The kelch protein NS1-BP interacts with alpha-enolase/MBP-1 and is involved in c-Myc gene transcriptional control

  • Autori: PERCONTI G; FERRO A; AMATO F; RUBINO P; RANDAZZO D; WOLF T; FEO S; GIALLONGO A
  • Anno di pubblicazione: 2007
  • Tipologia: Articolo in rivista (Articolo in rivista)
  • Parole Chiave: Kelch proteins; Enolase; Glycolysis; c-Myc transcription; Yeast two-hybrid assay
  • OA Link: http://hdl.handle.net/10447/17362

Abstract

Alpha-enolase is a key glycolytic enzyme that plays a functional role in several physiological processes depending on the cellular localization. The enzyme is mainly localized in the cytoplasm whereas an alternative translated form, named MBP-1, is predominantly nuclear. The MBP-1 protein has been characterized as a c-Myc promoter binding protein that negatively controls transcription. In the present study, we identified the kelch protein NS1-BP as one of the alpha-enolase/MBP-1 partners by using a yeast two-hybrid screening. Although NS1-BP has been originally described as a protein mainly localized in the nucleus, we provide evidence that NS1-BP also interacts with actin in human cells, as reported for most kelch-containing proteins. Here we showed that alpha-enolase and MBP-1 associate with NS1-BP in vitro and in vivo by GST pull-down assays and coimmunoprecipitation experiments; subsequent immunofluorescent staining confirmed colocalization of the proteins within the cells.

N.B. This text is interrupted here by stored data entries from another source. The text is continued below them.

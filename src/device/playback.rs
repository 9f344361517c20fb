//! Playback local device

use std::rc::Rc;
use std::sync::Arc;

use tracing::{debug, info, warn};

use crate::action::key::SendKey;
use crate::action::playback::{DevicePowerStatus, OneTouchPlay};
use crate::action::{
    ActionHost, ActionScheduler, Callback, PlaybackAction, PlaybackActionKind, Step,
};
use crate::device::LocalDevice;
use crate::protocol::constants::opcode;
use crate::protocol::message::{build_inactive_source, build_report_physical_address};
use crate::protocol::{CecMessage, ControlResult, DeviceType, LogicalAddress, PortId, PowerStatus};
use crate::registry::MessageCache;
use crate::service::context::ServiceContext;

/// Playback-side CEC controller. Lives on the service thread only.
pub struct PlaybackController {
    ctx: Rc<ServiceContext>,
    address: LogicalAddress,
    cache: MessageCache,
    actions: ActionScheduler<PlaybackAction>,
    is_active_source: bool,
}

impl PlaybackController {
    pub fn new(ctx: Rc<ServiceContext>, address: LogicalAddress) -> Self {
        let actions = ActionScheduler::with_stats(Arc::clone(ctx.stats()));
        Self {
            ctx,
            address,
            cache: MessageCache::new(),
            actions,
            is_active_source: false,
        }
    }

    pub fn is_active_source(&self) -> bool {
        self.is_active_source
    }

    pub(crate) fn mark_active_source(&mut self) {
        self.is_active_source = true;
    }

    pub fn on_address_allocated(&mut self, from_bootup: bool) {
        info!(address = %self.address, from_bootup, "Playback address allocated");
        self.send(&build_report_physical_address(
            self.address,
            self.physical_address(),
            DeviceType::Playback,
        ));
    }

    /// Wake the TV and route it to us
    pub fn one_touch_play(&mut self, mut callback: Callback) {
        if self.has_action(PlaybackActionKind::OneTouchPlay) {
            warn!("One touch play already in progress");
            callback.invoke(ControlResult::AlreadyInProgress);
            return;
        }
        let action = OneTouchPlay::new(LogicalAddress::Tv, callback);
        self.add_and_start_action(PlaybackAction::OneTouchPlay(action));
    }

    /// Ask the TV for its power status
    pub fn query_display_status(
        &mut self,
        mut callback: Callback<Result<PowerStatus, ControlResult>>,
    ) {
        if self.has_action(PlaybackActionKind::DevicePowerStatus) {
            warn!("Display status query already in progress");
            callback.invoke(Err(ControlResult::AlreadyInProgress));
            return;
        }
        let action = DevicePowerStatus::new(LogicalAddress::Tv, callback);
        self.add_and_start_action(PlaybackAction::DevicePowerStatus(action));
    }

    pub fn on_hotplug(&mut self, port_id: PortId, connected: bool) {
        debug!(port_id, connected, "Hotplug");
        self.cache.flush_all();
        self.is_active_source = false;
        if connected && self.ctx.is_power_standby_or_transient() {
            self.ctx.wake_up();
        }
    }

    /// Forward a remote key to the TV
    pub fn send_key_event(&mut self, key: u8, pressed: bool) {
        let forwarded = self.drive_action(PlaybackActionKind::SendKey, |action, device| match action {
            PlaybackAction::SendKey(send_key) => send_key.process_key_event(device, key, pressed),
            _ => Step::Continue,
        });
        if forwarded {
            return;
        }
        if pressed {
            let action = SendKey::new(LogicalAddress::Tv, key);
            self.add_and_start_action(PlaybackAction::SendKey(action));
        } else {
            warn!(key, "Release without a pending press");
        }
    }

    pub fn disable_device(&mut self, initiated_by_cec: bool) {
        debug!(initiated_by_cec, "Disabling playback device");
        self.actions.clear();
        if !initiated_by_cec && self.is_active_source {
            self.send(&build_inactive_source(self.address, self.physical_address()));
        }
        self.is_active_source = false;
    }

    fn handle_active_source(&mut self, message: &CecMessage) -> bool {
        let Some(path) = message.physical_address() else {
            return false;
        };
        if path == self.physical_address() {
            return false;
        }
        self.is_active_source = false;
        if self.ctx.is_power_on_or_transient() {
            info!(from = %message.source, "Lost active source, going to standby");
            self.ctx.standby();
        }
        true
    }

    fn handle_set_stream_path(&mut self, message: &CecMessage) -> bool {
        let Some(path) = message.physical_address() else {
            return false;
        };
        if path != self.physical_address() {
            return false;
        }
        if self.ctx.is_power_standby_or_transient() {
            self.ctx.wake_up();
        }
        true
    }
}

impl ActionHost for PlaybackController {
    type Action = PlaybackAction;

    fn scheduler(&mut self) -> &mut ActionScheduler<PlaybackAction> {
        &mut self.actions
    }

    fn scheduler_ref(&self) -> &ActionScheduler<PlaybackAction> {
        &self.actions
    }
}

impl LocalDevice for PlaybackController {
    fn context(&self) -> &ServiceContext {
        &self.ctx
    }

    fn address(&self) -> LogicalAddress {
        self.address
    }

    fn device_type(&self) -> DeviceType {
        DeviceType::Playback
    }

    fn message_cache(&mut self) -> &mut MessageCache {
        &mut self.cache
    }

    fn handle_message(&mut self, message: &CecMessage) -> bool {
        match message.opcode {
            opcode::ACTIVE_SOURCE => self.handle_active_source(message),
            opcode::SET_STREAM_PATH => self.handle_set_stream_path(message),
            _ => false,
        }
    }
}

#[cfg(test)]
mod tests {
    use std::time::Duration;

    use tokio::time::Instant;

    use super::*;
    use crate::protocol::message::{build_active_source, build_set_stream_path};
    use crate::service::config::CecConfig;
    use crate::testing::Harness;

    const PATH: u16 = 0x1000;

    fn harness() -> (Harness, PlaybackController) {
        let h = Harness::new(CecConfig::playback(PATH));
        let playback = h.playback(LogicalAddress::Playback1);
        (h, playback)
    }

    fn power_report(status: PowerStatus) -> CecMessage {
        CecMessage::new(
            LogicalAddress::Tv,
            LogicalAddress::Playback1,
            opcode::REPORT_POWER_STATUS,
            vec![status.as_u8()],
        )
    }

    fn later(ms: u64) -> Instant {
        Instant::now() + Duration::from_millis(ms)
    }

    #[test]
    fn test_one_touch_play() {
        let (h, mut playback) = harness();
        h.bus.connect(LogicalAddress::Tv);
        let (callback, mut rx) = Callback::channel();

        playback.one_touch_play(callback);
        assert_eq!(
            h.bus.sent_opcodes(),
            vec![
                opcode::TEXT_VIEW_ON,
                opcode::ACTIVE_SOURCE,
                opcode::GIVE_DEVICE_POWER_STATUS
            ]
        );
        assert!(playback.is_active_source());

        // Still warming up
        assert!(playback.dispatch_message(&power_report(PowerStatus::TransientToOn)));
        assert!(rx.try_recv().is_err());

        assert!(playback.dispatch_message(&power_report(PowerStatus::On)));
        assert_eq!(rx.try_recv().unwrap(), ControlResult::Success);
        assert!(!playback.has_action(PlaybackActionKind::OneTouchPlay));
    }

    #[test]
    fn test_one_touch_play_already_in_progress() {
        let (h, mut playback) = harness();
        h.bus.connect(LogicalAddress::Tv);
        let (first, _first_rx) = Callback::channel();
        let (second, mut second_rx) = Callback::channel();

        playback.one_touch_play(first);
        playback.one_touch_play(second);

        assert_eq!(second_rx.try_recv().unwrap(), ControlResult::AlreadyInProgress);
        assert_eq!(h.bus.sent_with(opcode::TEXT_VIEW_ON).len(), 1);
    }

    #[test]
    fn test_one_touch_play_gives_up() {
        let (h, mut playback) = harness();
        h.bus.connect(LogicalAddress::Tv);
        let (callback, mut rx) = Callback::channel();
        playback.one_touch_play(callback);

        for _ in 0..9 {
            playback.fire_timers(later(2_100));
            assert!(rx.try_recv().is_err());
        }
        playback.fire_timers(later(2_100));

        assert_eq!(rx.try_recv().unwrap(), ControlResult::Timeout);
        assert_eq!(h.bus.sent_with(opcode::GIVE_DEVICE_POWER_STATUS).len(), 10);
    }

    #[test]
    fn test_query_display_status() {
        let (h, mut playback) = harness();
        h.bus.connect(LogicalAddress::Tv);
        let (callback, mut rx) = Callback::channel();

        playback.query_display_status(callback);
        assert!(playback.dispatch_message(&power_report(PowerStatus::Standby)));

        assert_eq!(rx.try_recv().unwrap(), Ok(PowerStatus::Standby));
    }

    #[test]
    fn test_query_display_status_failures() {
        let (h, mut playback) = harness();

        // Nobody acknowledges the query
        let (callback, mut rx) = Callback::channel();
        playback.query_display_status(callback);
        assert_eq!(rx.try_recv().unwrap(), Err(ControlResult::Communication));

        // Acknowledged but never answered
        h.bus.connect(LogicalAddress::Tv);
        let (callback, mut rx) = Callback::channel();
        playback.query_display_status(callback);
        let (busy, mut busy_rx) = Callback::channel();
        playback.query_display_status(busy);
        assert_eq!(busy_rx.try_recv().unwrap(), Err(ControlResult::AlreadyInProgress));

        playback.fire_timers(later(2_100));
        assert_eq!(rx.try_recv().unwrap(), Ok(PowerStatus::Unknown));
    }

    #[test]
    fn test_active_source_elsewhere_goes_to_standby() {
        let (h, mut playback) = harness();
        playback.mark_active_source();

        // Our own announcement echoed back is not for us to handle
        assert!(!playback.dispatch_message(&build_active_source(LogicalAddress::Playback1, PATH)));
        assert!(playback.is_active_source());

        assert!(playback.dispatch_message(&build_active_source(LogicalAddress::Playback2, 0x2000)));
        assert!(!playback.is_active_source());
        assert_eq!(h.power.standbys(), 1);
    }

    #[test]
    fn test_set_stream_path_wakes_up() {
        let (h, mut playback) = harness();
        h.power.set_status(PowerStatus::Standby);

        assert!(!playback.dispatch_message(&build_set_stream_path(LogicalAddress::Tv, 0x2000)));
        assert_eq!(h.power.wake_ups(), 0);

        assert!(playback.dispatch_message(&build_set_stream_path(LogicalAddress::Tv, PATH)));
        assert_eq!(h.power.wake_ups(), 1);
    }

    #[test]
    fn test_hotplug() {
        let (h, mut playback) = harness();
        playback.mark_active_source();
        h.power.set_status(PowerStatus::Standby);

        playback.on_hotplug(1, false);
        assert!(!playback.is_active_source());
        assert_eq!(h.power.wake_ups(), 0);

        playback.on_hotplug(1, true);
        assert_eq!(h.power.wake_ups(), 1);
    }

    #[test]
    fn test_disable_device() {
        let (h, mut playback) = harness();
        playback.mark_active_source();
        playback.disable_device(true);
        assert!(h.bus.sent_with(opcode::INACTIVE_SOURCE).is_empty());

        playback.mark_active_source();
        playback.disable_device(false);
        let inactive = h.bus.sent_with(opcode::INACTIVE_SOURCE);
        assert_eq!(inactive.len(), 1);
        assert_eq!(inactive[0].physical_address(), Some(PATH));
        assert!(!playback.is_active_source());
    }

    #[test]
    fn test_send_key() {
        let (h, mut playback) = harness();
        h.bus.connect(LogicalAddress::Tv);

        playback.send_key_event(0x41, false);
        assert!(h.bus.sent().is_empty());

        playback.send_key_event(0x41, true);
        playback.send_key_event(0x41, false);

        let sent = h.bus.take_sent();
        assert_eq!(
            sent.iter().map(|m| m.opcode).collect::<Vec<_>>(),
            vec![opcode::USER_CONTROL_PRESSED, opcode::USER_CONTROL_RELEASED]
        );
        assert!(sent.iter().all(|m| m.destination == LogicalAddress::Tv));
        assert!(!playback.has_action(PlaybackActionKind::SendKey));
    }
}
#[derive(Debug, Clone, Copy, PartialEq, Eq)]
enum VolumeRequest {
    Change { target: i32, up: bool },
    Mute(bool),
}

/// Step the AVR volume towards a target, or toggle its mute
#[derive(Debug)]
pub struct VolumeControl {
    avr: LogicalAddress,
    request: VolumeRequest,
    steps: u32,
}

impl VolumeControl {
    pub fn volume_change(avr: LogicalAddress, target: i32, up: bool) -> Self {
        Self {
            avr,
            request: VolumeRequest::Change { target, up },
            steps: 0,
        }
    }

    pub fn mute(avr: LogicalAddress, mute: bool) -> Self {
        Self {
            avr,
            request: VolumeRequest::Mute(mute),
            steps: 0,
        }
    }

    fn send_volume_key(&mut self, tv: &TvController, up: bool) {
        let key = if up {
            ui_command::VOLUME_UP
        } else {
            ui_command::VOLUME_DOWN
        };
        self.steps += 1;
        tv.send(&build_user_control_pressed(tv.address(), self.avr, key));
    }

    fn release(&self, tv: &TvController) -> Step {
        tv.send(&build_user_control_released(tv.address(), self.avr));
        Step::Finished
    }
}

impl FeatureAction<TvController> for VolumeControl {
    fn start(&mut self, tv: &mut TvController) -> Step {
        match self.request {
            VolumeRequest::Mute(mute) => {
                let key = if mute {
                    ui_command::MUTE_FUNCTION
                } else {
                    ui_command::RESTORE_VOLUME_FUNCTION
                };
                send_user_control_pressed_and_released(tv, self.avr, key);
                Step::Finished
            }
            VolumeRequest::Change { up, .. } => {
                self.send_volume_key(tv, up);
                Step::wait(
                    STATE_WAIT_FOR_REPORT_VOLUME_STATUS,
                    millis(TIMEOUT_VOLUME_MS),
                )
            }
        }
    }

    fn process_command(&mut self, tv: &mut TvController, message: &CecMessage) -> Option<Step> {
        let VolumeRequest::Change { target, up } = self.request else {
            return None;
        };
        if message.source != self.avr {
            return None;
        }
        match message.opcode {
            opcode::REPORT_AUDIO_STATUS => {
                let volume = i32::from(message.param(0)? & 0x7F);
                tv.set_audio_status(false, volume);
                let reached = if up { volume >= target } else { volume <= target };
                if reached || self.steps >= MAX_VOLUME_STEPS {
                    return Some(self.release(tv));
                }
                self.send_volume_key(tv, up);
                Some(Step::wait(STATE_WAIT_FOR_REPORT_VOLUME_STATUS, millis(IRT_MS)))
            }
            opcode::FEATURE_ABORT if message.param(0) == Some(opcode::USER_CONTROL_PRESSED) => {
                Some(Step::Finished)
            }
            _ => None,
        }
    }

    fn handle_timer_event(&mut self, tv: &mut TvController, state: u32) -> Step {
        if state != STATE_WAIT_FOR_REPORT_VOLUME_STATUS {
            return Step::Continue;
        }
        self.release(tv)
    }
}
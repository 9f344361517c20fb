//! Service configuration

use std::time::Duration;

use crate::protocol::constants::{CEC_VERSION_1_4, UNKNOWN_VENDOR_ID};
use crate::protocol::{DeviceType, PhysicalAddress};
use crate::routing::PortInfo;

/// CEC service configuration options
#[derive(Debug, Clone)]
pub struct CecConfig {
    /// Physical address of this device (the TV is 0.0.0.0)
    pub physical_address: PhysicalAddress,

    /// Vendor id announced in `<Device Vendor ID>` (24 bits)
    pub vendor_id: u32,

    /// OSD name announced in `<Set OSD Name>`
    pub osd_name: String,

    /// ISO 639-2 menu language for `<Set Menu Language>`
    pub menu_language: String,

    /// Local device types hosted by this service
    pub device_types: Vec<DeviceType>,

    /// Hardware HDMI input ports
    pub ports: Vec<PortInfo>,

    /// CEC version operand reported in `<CEC Version>`
    pub cec_version: u8,

    /// Default for the CEC control switch when the settings store has none
    pub control_enabled: bool,

    /// Keep the current input when other devices claim active source
    pub prohibit_mode: bool,

    /// Capacity of the service mailbox
    pub mailbox_capacity: usize,

    /// Capacity of the event broadcast channel
    pub event_capacity: usize,

    /// Interval between hotplug detection polls
    pub hotplug_poll_interval: Duration,
}

impl Default for CecConfig {
    fn default() -> Self {
        Self {
            physical_address: 0x0000,
            vendor_id: UNKNOWN_VENDOR_ID,
            osd_name: "TV".to_string(),
            menu_language: "eng".to_string(),
            device_types: vec![DeviceType::Tv],
            ports: Vec::new(),
            cec_version: CEC_VERSION_1_4,
            control_enabled: true,
            prohibit_mode: false,
            mailbox_capacity: 64,
            event_capacity: 64,
            hotplug_poll_interval: Duration::from_secs(5),
        }
    }
}

impl CecConfig {
    /// Config for a playback device at the given physical address
    pub fn playback(physical_address: PhysicalAddress) -> Self {
        Self {
            physical_address,
            osd_name: "Player".to_string(),
            device_types: vec![DeviceType::Playback],
            ..Default::default()
        }
    }

    /// Set the physical address
    pub fn physical_address(mut self, address: PhysicalAddress) -> Self {
        self.physical_address = address;
        self
    }

    /// Set the vendor id (truncated to 24 bits)
    pub fn vendor_id(mut self, vendor_id: u32) -> Self {
        self.vendor_id = vendor_id & 0xFF_FFFF;
        self
    }

    /// Set the OSD name
    pub fn osd_name(mut self, name: impl Into<String>) -> Self {
        self.osd_name = name.into();
        self
    }

    /// Set the menu language
    pub fn menu_language(mut self, language: impl Into<String>) -> Self {
        self.menu_language = language.into();
        self
    }

    /// Add a local device type
    pub fn device_type(mut self, device_type: DeviceType) -> Self {
        if !self.device_types.contains(&device_type) {
            self.device_types.push(device_type);
        }
        self
    }

    /// Add an HDMI input port
    pub fn port(mut self, port: PortInfo) -> Self {
        self.ports.push(port);
        self
    }

    /// Set the default CEC control switch
    pub fn control_enabled(mut self, enabled: bool) -> Self {
        self.control_enabled = enabled;
        self
    }

    /// Enable prohibit mode
    pub fn prohibit_mode(mut self, enabled: bool) -> Self {
        self.prohibit_mode = enabled;
        self
    }

    /// Set mailbox capacity
    pub fn mailbox_capacity(mut self, capacity: usize) -> Self {
        self.mailbox_capacity = capacity.max(1);
        self
    }

    /// Set event channel capacity
    pub fn event_capacity(mut self, capacity: usize) -> Self {
        self.event_capacity = capacity.max(1);
        self
    }

    /// Set hotplug poll interval
    pub fn hotplug_poll_interval(mut self, interval: Duration) -> Self {
        self.hotplug_poll_interval = interval;
        self
    }

    pub fn hosts(&self, device_type: DeviceType) -> bool {
        self.device_types.contains(&device_type)
    }
}

#[cfg(test)]
mod tests {
    use super::*;

    #[test]
    fn test_default_config() {
        let config = CecConfig::default();

        assert_eq!(config.physical_address, 0x0000);
        assert_eq!(config.vendor_id, UNKNOWN_VENDOR_ID);
        assert_eq!(config.device_types, vec![DeviceType::Tv]);
        assert!(config.control_enabled);
        assert!(!config.prohibit_mode);
        assert!(config.ports.is_empty());
    }

    #[test]
    fn test_playback_config() {
        let config = CecConfig::playback(0x1000);

        assert_eq!(config.physical_address, 0x1000);
        assert!(config.hosts(DeviceType::Playback));
        assert!(!config.hosts(DeviceType::Tv));
    }

    #[test]
    fn test_builder_ports() {
        let config = CecConfig::default()
            .port(PortInfo::new(1, 0x1000))
            .port(PortInfo::new(2, 0x2000).with_arc());

        assert_eq!(config.ports.len(), 2);
        assert!(config.ports[1].arc_supported);
    }

    #[test]
    fn test_builder_vendor_id_truncated() {
        let config = CecConfig::default().vendor_id(0xAB12_3456);

        assert_eq!(config.vendor_id, 0x12_3456);
    }

    #[test]
    fn test_builder_device_type_deduplicated() {
        let config = CecConfig::default()
            .device_type(DeviceType::Playback)
            .device_type(DeviceType::Tv);

        assert_eq!(config.device_types, vec![DeviceType::Tv, DeviceType::Playback]);
    }

    #[test]
    fn test_builder_capacities() {
        let config = CecConfig::default().mailbox_capacity(0).event_capacity(16);

        assert_eq!(config.mailbox_capacity, 1);
        assert_eq!(config.event_capacity, 16);
    }

    #[test]
    fn test_builder_hotplug_interval() {
        let config = CecConfig::default().hotplug_poll_interval(Duration::from_secs(1));

        assert_eq!(config.hotplug_poll_interval, Duration::from_secs(1));
    }
}
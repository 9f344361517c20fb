//! HDMI-CEC control library
//!
//! Implements the TV-side (and playback-side) control logic that sits on top
//! of a CEC bus transport:
//!
//! - Device registry with a thread-safe published snapshot
//! - Active source and routing path tracking
//! - System audio mode and Audio Return Channel negotiation
//! - A cooperative run-list of in-flight protocol actions
//! - One-touch and timer recording requests
//!
//! All protocol state lives on a single service thread. Callers talk to it
//! through a [`CecHandle`], which is `Send + Clone` and posts commands into the
//! service mailbox.
//!
//! ```no_run
//! use hdmi_cec::{CecConfig, CecService, Collaborators};
//! # fn collaborators() -> Collaborators { unimplemented!() }
//!
//! # async fn example() -> hdmi_cec::error::Result<()> {
//! let (handle, _thread) = CecService::spawn(CecConfig::default(), collaborators())?;
//! let mut events = handle.subscribe();
//! handle.set_system_audio_mode(true).await?;
//! while let Ok(event) = events.recv().await {
//!     println!("{:?}", event);
//! }
//! # Ok(())
//! # }
//! ```

pub mod action;
pub mod audio;
pub mod device;
pub mod error;
pub mod event;
pub mod protocol;
pub mod registry;
pub mod routing;
pub mod service;
pub mod stats;

#[cfg(test)]
pub(crate) mod testing;

pub use event::{CecEvent, EventBus};
pub use protocol::{CecMessage, ControlResult, DeviceType, LogicalAddress};
pub use registry::{DeviceInfo, DeviceRegistry};
pub use service::{hal, CecConfig, CecHandle, CecService, Collaborators};
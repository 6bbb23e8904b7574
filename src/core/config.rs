//! Configuration types, validation and loading.
//!
//! Each component owns its configuration section ([`CanvasConfig`],
//! [`PreprocessConfig`], [`ModelConfig`]); [`DoodleConfig`] aggregates them so
//! a whole application can be configured from one JSON file. Every section
//! implements [`ConfigValidator`].

use crate::canvas::CanvasConfig;
use crate::core::constants::DEFAULT_SNAPSHOT_PATH;
use crate::core::errors::DoodleError;
use crate::models::ModelConfig;
use crate::processors::PreprocessConfig;
use serde::{Deserialize, Serialize};
use std::path::{Path, PathBuf};
use thiserror::Error;

/// Errors that can occur during configuration validation.
#[derive(Error, Debug)]
pub enum ConfigError {
    /// A configuration value is out of range or inconsistent.
    #[error("invalid configuration: {message}")]
    InvalidConfig { message: String },

    /// A configuration file could not be read or parsed.
    #[error("failed to read configuration '{}': {message}", path.display())]
    LoadFailed { path: PathBuf, message: String },
}

impl From<ConfigError> for DoodleError {
    fn from(err: ConfigError) -> Self {
        DoodleError::ConfigError {
            message: err.to_string(),
        }
    }
}

/// A trait for validating configuration sections.
pub trait ConfigValidator {
    /// Validates the configuration.
    fn validate(&self) -> Result<(), ConfigError>;
}

/// Top-level application configuration.
#[derive(Debug, Clone, Serialize, Deserialize, PartialEq)]
#[serde(default)]
pub struct DoodleConfig {
    /// Drawing surface settings.
    pub canvas: CanvasConfig,
    /// Raster to tensor conversion settings.
    pub preprocess: PreprocessConfig,
    /// Model variant and weight location.
    pub model: ModelConfig,
    /// Where the raster snapshot is written on save.
    pub snapshot_path: PathBuf,
}

impl Default for DoodleConfig {
    fn default() -> Self {
        Self {
            canvas: CanvasConfig::default(),
            preprocess: PreprocessConfig::default(),
            model: ModelConfig::default(),
            snapshot_path: PathBuf::from(DEFAULT_SNAPSHOT_PATH),
        }
    }
}

impl DoodleConfig {
    /// Loads and validates a configuration from a JSON file.
    ///
    /// Missing fields fall back to their defaults.
    pub fn from_path(path: impl AsRef<Path>) -> Result<Self, ConfigError> {
        let path = path.as_ref();
        let contents = std::fs::read_to_string(path).map_err(|e| ConfigError::LoadFailed {
            path: path.to_path_buf(),
            message: e.to_string(),
        })?;
        Self::from_json(&contents).map_err(|e| match e {
            ConfigError::LoadFailed { message, .. } => ConfigError::LoadFailed {
                path: path.to_path_buf(),
                message,
            },
            other => other,
        })
    }

    /// Parses and validates a configuration from a JSON string.
    pub fn from_json(json: &str) -> Result<Self, ConfigError> {
        let config: DoodleConfig =
            serde_json::from_str(json).map_err(|e| ConfigError::LoadFailed {
                path: PathBuf::from("<inline>"),
                message: e.to_string(),
            })?;
        config.validate()?;
        Ok(config)
    }
}

impl ConfigValidator for DoodleConfig {
    fn validate(&self) -> Result<(), ConfigError> {
        self.canvas.validate()?;
        self.preprocess.validate()?;
        self.model.validate()?;
        if self.snapshot_path.as_os_str().is_empty() {
            return Err(ConfigError::InvalidConfig {
                message: "snapshot_path cannot be empty".to_string(),
            });
        }
        Ok(())
    }
}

Furthermore, functional analyses performed by cotransfection assays revealed that NS1-BP enhances the inhibitory effect exerted by MBP-1 on c- Myc promoter. In mammalian cells, the overexpression of both proteins resulted in an increased repression of basal c-Myc transcription and consistently affected the steady state levels of endogenous c-Myc mRNA. These findings further support the distinct roles of alpha-enolase and its MBP-1 variant in maintaining cell homeostasis. Moreover, our data suggest a novel function for NS1-BP in the control of cell proliferation. © 2007 Elsevier B.V. All rights reserved.